British ecologist, Professor of Applied Ecology

Anne Goodenough is an ecologist in the United Kingdom. She is Professor of Applied Ecology at the University of Gloucestershire.

== Education ==
Goodenough did a PhD on nest box choice and breeding success in woodland birds.

==Career and research==
She became Professor of Applied Ecology at the University of Gloucestershire in 2017 and is also course leader for Applied Ecology, prior to this she was a Senior Lecturer and course leader for Biosciences at the University.

Her research looks broadly at how species interact with the environment and much of her work has been on birds. Goodenough has researched the phenology (timing) of bird migration using data from the Portland Bird Observatory in Dorset. She launched the Starling Survey citizen science project with the Royal Society of Biology, asking for biological records of starling murmurations from the UK public; she found that murmurations are likely to be a protective 'safety in numbers' behaviour against predators. Goodenough has also worked on other species such as in the Flying Ant survey with Adam Hart looking at if there is a single 'Flying Ant Day' or whether it occurs multiple times in a season.

Goodenough also carries out research into higher education teaching methods, she is an advocate of project based learning in particular working with external organisations.

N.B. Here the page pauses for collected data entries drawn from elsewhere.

//! Mapped-range tracking: the create-mapped / read / unmap / re-read flow.

use pretty_assertions::assert_eq;

use vitro_protocol::encode::DescriptorWriter;
use vitro_protocol::heap::HeapView;
use vitro_protocol::{
    enums, AdapterOptions, BufferDescriptor, BufferUsage, DeviceDescriptor, MapMode,
    SupportedLimits,
};
use vitro_webgpu::bridge::WebGpuBridge;
use vitro_webgpu::completion::ErrorKind;
use vitro_webgpu::fake::FakeApi;
use vitro_webgpu::{BridgeError, Handle};

fn setup_device(bridge: &mut WebGpuBridge<FakeApi>) -> Handle {
    let mut writer = DescriptorWriter::new();
    let options = writer.adapter_options(&AdapterOptions {
        power_preference: None,
        force_fallback_adapter: false,
    });
    let device_desc = writer.device_descriptor(&DeviceDescriptor {
        required_limits: SupportedLimits::default(),
        default_queue_label: None,
        required_features: 0,
    });
    let bytes = writer.finish();
    let heap = HeapView::new(&bytes);
    let adapter = bridge.request_adapter_sync(&heap, options);
    bridge.adapter_request_device_sync(adapter, &heap, device_desc)
}

fn create_buffer(bridge: &mut WebGpuBridge<FakeApi>, device: Handle, size: u64) -> Handle {
    let mut writer = DescriptorWriter::new();
    let desc = writer.buffer_descriptor(&BufferDescriptor {
        size,
        usage: BufferUsage::MAP_WRITE | BufferUsage::COPY_SRC,
        mapped_at_creation: true,
    });
    let bytes = writer.finish();
    bridge.device_create_buffer(device, &HeapView::new(&bytes), desc)
}

#[test]
fn mapped_at_creation_buffer_lifecycle() {
    let mut bridge = WebGpuBridge::new(FakeApi::new());
    let device = setup_device(&mut bridge);

    let buffer = create_buffer(&mut bridge, device, 256);
    assert!(buffer > 0);
    assert_eq!(
        bridge.buffer_map_state(buffer),
        enums::BUFFER_MAP_STATES.index_of("mapped")
    );

    // Acquire the whole buffer as one range, keyed by its start offset.
    assert_eq!(bridge.buffer_get_mapped_range(buffer, 0, 256), 0);

    let payload = [0xA5u8; 16];
    bridge
        .buffer_write_mapped_range(buffer, 0, 32, &payload)
        .unwrap();
    let mut readback = [0u8; 16];
    bridge
        .buffer_read_mapped_range(buffer, 0, 32, &mut readback)
        .unwrap();
    assert_eq!(readback, payload);

    // Unmapping forgets every tracked range.
    bridge.buffer_unmap(buffer);
    assert_eq!(
        bridge.buffer_map_state(buffer),
        enums::BUFFER_MAP_STATES.index_of("unmapped")
    );
    assert_eq!(
        bridge.buffer_read_mapped_range(buffer, 0, 0, &mut readback),
        Err(BridgeError::NoSuchMappedRange { buffer, offset: 0 })
    );

    // An unmapped buffer cannot hand out ranges either.
    assert_eq!(bridge.buffer_get_mapped_range(buffer, 0, 256), -1);
}

#[test]
fn remapping_restores_range_access() {
    let mut bridge = WebGpuBridge::new(FakeApi::new());
    let device = setup_device(&mut bridge);
    let buffer = create_buffer(&mut bridge, device, 128);

    assert_eq!(bridge.buffer_get_mapped_range(buffer, 0, 128), 0);
    bridge.buffer_unmap(buffer);

    assert_eq!(
        bridge.buffer_map_sync(buffer, MapMode::WRITE, 0, -1),
        ErrorKind::None
    );
    // Negative size maps to "rest of the buffer".
    assert_eq!(bridge.buffer_get_mapped_range(buffer, 64, -1), 64);

    let data = [7u8; 8];
    bridge
        .buffer_write_mapped_range(buffer, 64, 0, &data)
        .unwrap();
    let mut readback = [0u8; 8];
    bridge
        .buffer_read_mapped_range(buffer, 64, 0, &mut readback)
        .unwrap();
    assert_eq!(readback, data);

    // The range is keyed by its start offset; other offsets stay invalid.
    assert_eq!(
        bridge.buffer_read_mapped_range(buffer, 0, 0, &mut readback),
        Err(BridgeError::NoSuchMappedRange { buffer, offset: 0 })
    );
}

#[test]
fn failed_range_acquisition_returns_the_sentinel() {
    let mut bridge = WebGpuBridge::new(FakeApi::new());
    let device = setup_device(&mut bridge);
    let buffer = create_buffer(&mut bridge, device, 64);

    bridge.api().fail_next_mapped_range.set(true);
    assert_eq!(bridge.buffer_get_mapped_range(buffer, 0, 64), -1);

    // The failed acquisition must not have been tracked.
    let mut byte = [0u8; 1];
    assert_eq!(
        bridge.buffer_read_mapped_range(buffer, 0, 0, &mut byte),
        Err(BridgeError::NoSuchMappedRange { buffer, offset: 0 })
    );
}

#[test]
fn range_operations_on_unknown_buffers_degrade_to_errors() {
    let bridge = WebGpuBridge::new(FakeApi::new());
    let mut byte = [0u8; 1];
    assert_eq!(
        bridge.buffer_read_mapped_range(555, 0, 0, &mut byte),
        Err(BridgeError::UnknownHandle(555))
    );
}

In 2017, she wrote the book Applied Ecology, Monitoring, managing, and conserving, with Adam Hart, published by Oxford University Press,

== Awards and honours ==
- Trustee of Gloucestershire Wildlife Trust
- Finalist in the Biosciences Lecturer of the Year run by the Royal Society of Biology in 2013.
- Awarded Senior Fellowship and named a National Teaching Fellow of the Higher Education Academy in 2013.
- Won the Institute of Environmental Management and Assessment Essay Prize in 2006.